I have a "problem" with mathematically modeling everything I can. I suspect that the model I'm trying to create requires calculus (precalc is the highest math I've done so far) as the logarithmic\exponential models I've been trying don't quite seem to fit, and I don't know of a way to force a rational function with a horizontal asymptote to increase\decrease at a certain rate... maybe I'm missing something (if I am, I'll bet it's blatantly obvious). Anyway, I'm losing sleep over this, so here's the scoop.

To put this in context, EVE Online's standings system works on missions. For the purpose of this model, we'll use a "standing increase" of 1% per mission "run". Thing is, you can (theoretically) never reach perfect standing; it's asymptotic like that. (y = 1 would be that asymptote)

x will be number of missions
y will be standing after missions are complete

Essentially, your standing increase is 1 - (current standing %) of the actual mission run standing increase (1% increase here). For example, if you have zero standing, then you will get the full 1% standing boost (when x increments from 0 to 1). If you have 50% standing then you will receive 0.5% standing boost when x increments (so the next value would be 50.5%), and at 75% standing, you will get a 0.25% standing boost (75.25% total), etc.

In fact, f(x) = -x + 1 models the percent of the standing increase you receive where x is your current standing (0 <= x < 1)

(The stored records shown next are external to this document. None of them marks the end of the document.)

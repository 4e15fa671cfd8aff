//! The engine a host constructs: components wired over one store and one
//! browser, plus event dispatch.
//!
//! ```text
//!   host events ──▶ dispatch ──▶ reconciler / carry-over / new-window flow
//!   popup calls ──▶ SyncEngine ──▶ registry / orchestrator / carry-over
//! ```
//!
//! Every event is handled on its own task. A handler that fails logs the
//! error and ends; it never takes the dispatcher down with it.

use std::collections::HashSet;
use std::sync::Arc;

use tabsync_protocol::{keys, InboundMessage, Tab, TabId, TabQuery, WindowId};
use tokio::sync::mpsc::UnboundedReceiver;
use tokio::task::JoinHandle;

use crate::bindings::{BindingTable, Bindings};
use crate::carry_over::{CarryOverEntries, CarryOverSet, CarryOverToggle};
use crate::config::SyncConfig;
use crate::error::Result;
use crate::event_log::EventLog;
use crate::events::BrowserEvent;
use crate::new_window::NewWindowFlow;
use crate::orchestrator::{PendingSwitch, SwitchOrchestrator, SwitchOutcome, SwitchRequest};
use crate::provider::TabProvider;
use crate::reconciler::TabReconciler;
use crate::registry::{ProjectRegistry, ProjectTabs};
use crate::store::{KeyValueStore, StoreClient};

struct EngineInner {
    provider: Arc<dyn TabProvider>,
    store: StoreClient,
    registry: ProjectRegistry,
    bindings: BindingTable,
    carry_over: CarryOverSet,
    log: EventLog,
    reconciler: TabReconciler,
    orchestrator: SwitchOrchestrator,
    new_window: NewWindowFlow,
}

#[derive(Clone)]
pub struct SyncEngine {
    inner: Arc<EngineInner>,
}

impl SyncEngine {
    pub fn new(
        provider: Arc<dyn TabProvider>,
        backend: Arc<dyn KeyValueStore>,
        config: &SyncConfig,
    ) -> Self {
        let store = StoreClient::new(backend);
        let bindings = BindingTable::new(store.clone());
        let registry = ProjectRegistry::new(store.clone(), bindings.clone());
        let carry_over = CarryOverSet::new(store.clone(), registry.clone());
        let log = EventLog::new(store.clone(), config.event_log_capacity);

        let reconciler = TabReconciler::new(
            provider.clone(),
            registry.clone(),
            bindings.clone(),
            carry_over.clone(),
            log.clone(),
            config.debounce(),
        );
        let orchestrator = SwitchOrchestrator::new(
            provider.clone(),
            store.clone(),
            bindings.clone(),
            carry_over.clone(),
            log.clone(),
            config.window_settle(),
        );
        let new_window = NewWindowFlow::new(
            provider.clone(),
            store.clone(),
            registry.clone(),
            bindings.clone(),
            log.clone(),
        );

        Self {
            inner: Arc::new(EngineInner {
                provider,
                store,
                registry,
                bindings,
                carry_over,
                log,
                reconciler,
                orchestrator,
                new_window,
            }),
        }
    }

    // ─────────────────────────────────────────────────────────────────────────────
    // Lifecycle
    // ─────────────────────────────────────────────────────────────────────────────

    /// Sweeps state left behind by windows and tabs that closed while the
    /// engine was not running.
    pub async fn startup(&self) -> Result<()> {
        let inner = &self.inner;
        if inner.store.get::<bool>(keys::INITIALIZED).await?.is_none() {
            inner.store.set(keys::INITIALIZED, &true).await?;
            inner.log.record("Extension installed").await;
        }
        inner.log.record("Extension started").await;

        inner.new_window.collect_stale_bindings().await?;

        let live: HashSet<TabId> = inner
            .provider
            .query_tabs(TabQuery::all())
            .await?
            .into_iter()
            .map(|tab| tab.id)
            .collect();
        inner.carry_over.prune_stale(&live).await?;
        Ok(())
    }

    /// Handles `event` on its own task.
    pub fn dispatch(&self, event: BrowserEvent) -> JoinHandle<()> {
        let engine = self.clone();
        tokio::spawn(async move {
            let source = event.source();
            if let Err(err) = engine.handle(event).await {
                tracing::warn!(source, error = %err, "Event handler failed");
                engine
                    .inner
                    .log
                    .record(format!("Error handling {}: {}", source, err))
                    .await;
            }
        })
    }

    /// Dispatches events until the sender side closes.
    pub async fn run(&self, mut events: UnboundedReceiver<BrowserEvent>) {
        while let Some(event) = events.recv().await {
            self.dispatch(event);
        }
        tracing::debug!("Event stream closed");
    }

    async fn handle(&self, event: BrowserEvent) -> Result<()> {
        let inner = &self.inner;
        let source = event.source();
        match event {
            BrowserEvent::TabUpdated { tab_id, url } => {
                if let Some(url) = url {
                    inner.carry_over.on_url_changed(tab_id, &url).await?;
                }
                inner.reconciler.reconcile(source).await?;
            }
            BrowserEvent::TabCreated(_)
            | BrowserEvent::TabRemoved { .. }
            | BrowserEvent::TabDetached { .. }
            | BrowserEvent::TabAttached { .. } => {
                inner.reconciler.reconcile(source).await?;
            }
            BrowserEvent::WindowCreated(window) => {
                inner.new_window.on_window_created(&window).await?;
            }
            BrowserEvent::WindowRemoved(window_id) => {
                inner.bindings.unbind(window_id).await?;
                inner.store.remove(&[keys::SELECTED_PROJECT]).await?;
                inner
                    .log
                    .record(format!("Window {} removed", window_id))
                    .await;
            }
            BrowserEvent::Message(message) => self.handle_message(message).await?,
        }
        Ok(())
    }

    async fn handle_message(&self, message: InboundMessage) -> Result<()> {
        let inner = &self.inner;
        match message {
            InboundMessage::SetNewWindowProject { project } => {
                inner.store.set(keys::PROJECT_TO_OPEN, &project).await?;
            }
            InboundMessage::ClearSelectedProject => {
                inner.store.remove(&[keys::SELECTED_PROJECT]).await?;
            }
            InboundMessage::Refresh => {
                inner.reconciler.refresh().await?;
            }
        }
        Ok(())
    }

    // ─────────────────────────────────────────────────────────────────────────────
    // Projects
    // ─────────────────────────────────────────────────────────────────────────────

    pub async fn add_project(&self, name: &str) -> Result<()> {
        self.inner.registry.add_project(name).await
    }

    pub async fn delete_project(&self, name: &str) -> Result<()> {
        self.inner.registry.delete_project(name).await
    }

    pub async fn projects(&self) -> Result<Vec<String>> {
        self.inner.registry.list_projects().await
    }

    pub async fn project_tabs(&self) -> Result<ProjectTabs> {
        self.inner.registry.all_tabs().await
    }

    pub async fn active_project_for(&self, window_id: WindowId) -> Result<Option<String>> {
        self.inner.bindings.active_project_for(window_id).await
    }

    /// Project bound to the window the user is in.
    pub async fn current_project(&self) -> Result<Option<String>> {
        let window = self.inner.provider.get_current_window().await?;
        self.active_project_for(window.id).await
    }

    pub async fn bindings(&self) -> Result<Bindings> {
        self.inner.bindings.all().await
    }

    pub async fn log_entries(&self) -> Result<Vec<String>> {
        self.inner.log.entries().await
    }

    // ─────────────────────────────────────────────────────────────────────────────
    // Switching
    // ─────────────────────────────────────────────────────────────────────────────

    pub async fn request_switch(&self, target: &str) -> Result<SwitchRequest> {
        self.inner.orchestrator.request_switch(target).await
    }

    pub async fn confirm(&self, accept: bool) -> Result<SwitchOutcome> {
        self.inner.orchestrator.confirm(accept).await
    }

    pub fn pending_switch(&self) -> Option<PendingSwitch> {
        self.inner.orchestrator.pending()
    }

    // ─────────────────────────────────────────────────────────────────────────────
    // Carry-over
    // ─────────────────────────────────────────────────────────────────────────────

    pub async fn carry_over_entries(&self) -> Result<CarryOverEntries> {
        self.inner.carry_over.entries().await
    }

    /// Active tab of the current window, if any.
    pub async fn current_tab(&self) -> Result<Option<Tab>> {
        let window = self.inner.provider.get_current_window().await?;
        Ok(self
            .inner
            .provider
            .query_tabs(TabQuery::in_window(window.id))
            .await?
            .into_iter()
            .find(|tab| tab.active))
    }

    pub async fn mark_current_tab(&self) -> Result<Option<TabId>> {
        let Some(tab) = self.current_tab().await? else {
            return Ok(None);
        };
        self.inner.carry_over.mark(tab.id, &tab.url).await?;
        Ok(Some(tab.id))
    }

    /// Unmarks the active tab and re-records the window so its URL rejoins the
    /// project list.
    pub async fn unmark_current_tab(&self) -> Result<bool> {
        let Some(tab) = self.current_tab().await? else {
            return Ok(false);
        };
        let removed = self.inner.carry_over.unmark(tab.id).await?;
        if removed {
            self.inner.reconciler.refresh().await?;
        }
        Ok(removed)
    }

    /// Context-menu entry point.
    pub async fn toggle_current_tab(&self) -> Result<Option<CarryOverToggle>> {
        let Some(tab) = self.current_tab().await? else {
            return Ok(None);
        };
        let toggled = self.inner.carry_over.toggle(&tab).await?;
        if toggled == CarryOverToggle::Unmarked {
            self.inner.reconciler.refresh().await?;
        }
        Ok(Some(toggled))
    }
}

This model will show the standing you get after x amount of missions that yield a 1% base boost in standing. Of course, the inverse of this model will show how many missions it would take to achieve x standing, but I can figure the inverse out myself.

Oh, and I really only care about what the model does when x > 0, so long as it's one-to-one (has an inverse function).

Ideally, the mission's standing reward should be easily changeable, so if the missions yield a 1.6% standing increase, then changing one variable in the model to reflect that will give you a standing increase of 0.8% at 50% standing, 0.4% at 75% standing, etc. But this part isn't mandatory.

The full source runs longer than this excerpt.